=== Begin Enclosure ===

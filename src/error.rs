//! Error types for MindMate.

/// Top-level error type for both services.
#[derive(Debug, thiserror::Error)]
pub enum Error {
    #[error("Configuration error: {0}")]
    Config(#[from] ConfigError),

    #[error("LLM error: {0}")]
    Llm(#[from] LlmError),

    #[error("Server error: {0}")]
    Server(#[from] std::io::Error),
}

/// Configuration-related errors.
#[derive(Debug, thiserror::Error)]
pub enum ConfigError {
    #[error("Invalid configuration value for {key}: {message}")]
    InvalidValue { key: String, message: String },
}

/// LLM provider errors.
#[derive(Debug, thiserror::Error)]
pub enum LlmError {
    #[error("Provider {provider} request failed: {reason}")]
    RequestFailed { provider: String, reason: String },

    #[error("Invalid response from {provider}: {reason}")]
    InvalidResponse { provider: String, reason: String },

    #[error("Authentication failed for provider {provider}")]
    AuthFailed { provider: String },

    #[error("JSON error: {0}")]
    Json(#[from] serde_json::Error),
}

/// Result type alias for MindMate.
pub type Result<T> = std::result::Result<T, Error>;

=== End Enclosure ===

Task objective → Starting with the line that contains "pub enum Error", copy each line through the end of the data exactly, and leave out all earlier lines.

Exercise answer →
pub enum Error {
    #[error("Configuration error: {0}")]
    Config(#[from] ConfigError),

    #[error("LLM error: {0}")]
    Llm(#[from] LlmError),

    #[error("Server error: {0}")]
    Server(#[from] std::io::Error),
}

/// Configuration-related errors.
#[derive(Debug, thiserror::Error)]
pub enum ConfigError {
    #[error("Invalid configuration value for {key}: {message}")]
    InvalidValue { key: String, message: String },
}

/// LLM provider errors.
#[derive(Debug, thiserror::Error)]
pub enum LlmError {
    #[error("Provider {provider} request failed: {reason}")]
    RequestFailed { provider: String, reason: String },

    #[error("Invalid response from {provider}: {reason}")]
    InvalidResponse { provider: String, reason: String },

    #[error("Authentication failed for provider {provider}")]
    AuthFailed { provider: String },

    #[error("JSON error: {0}")]
    Json(#[from] serde_json::Error),
}

/// Result type alias for MindMate.
pub type Result<T> = std::result::Result<T, Error>;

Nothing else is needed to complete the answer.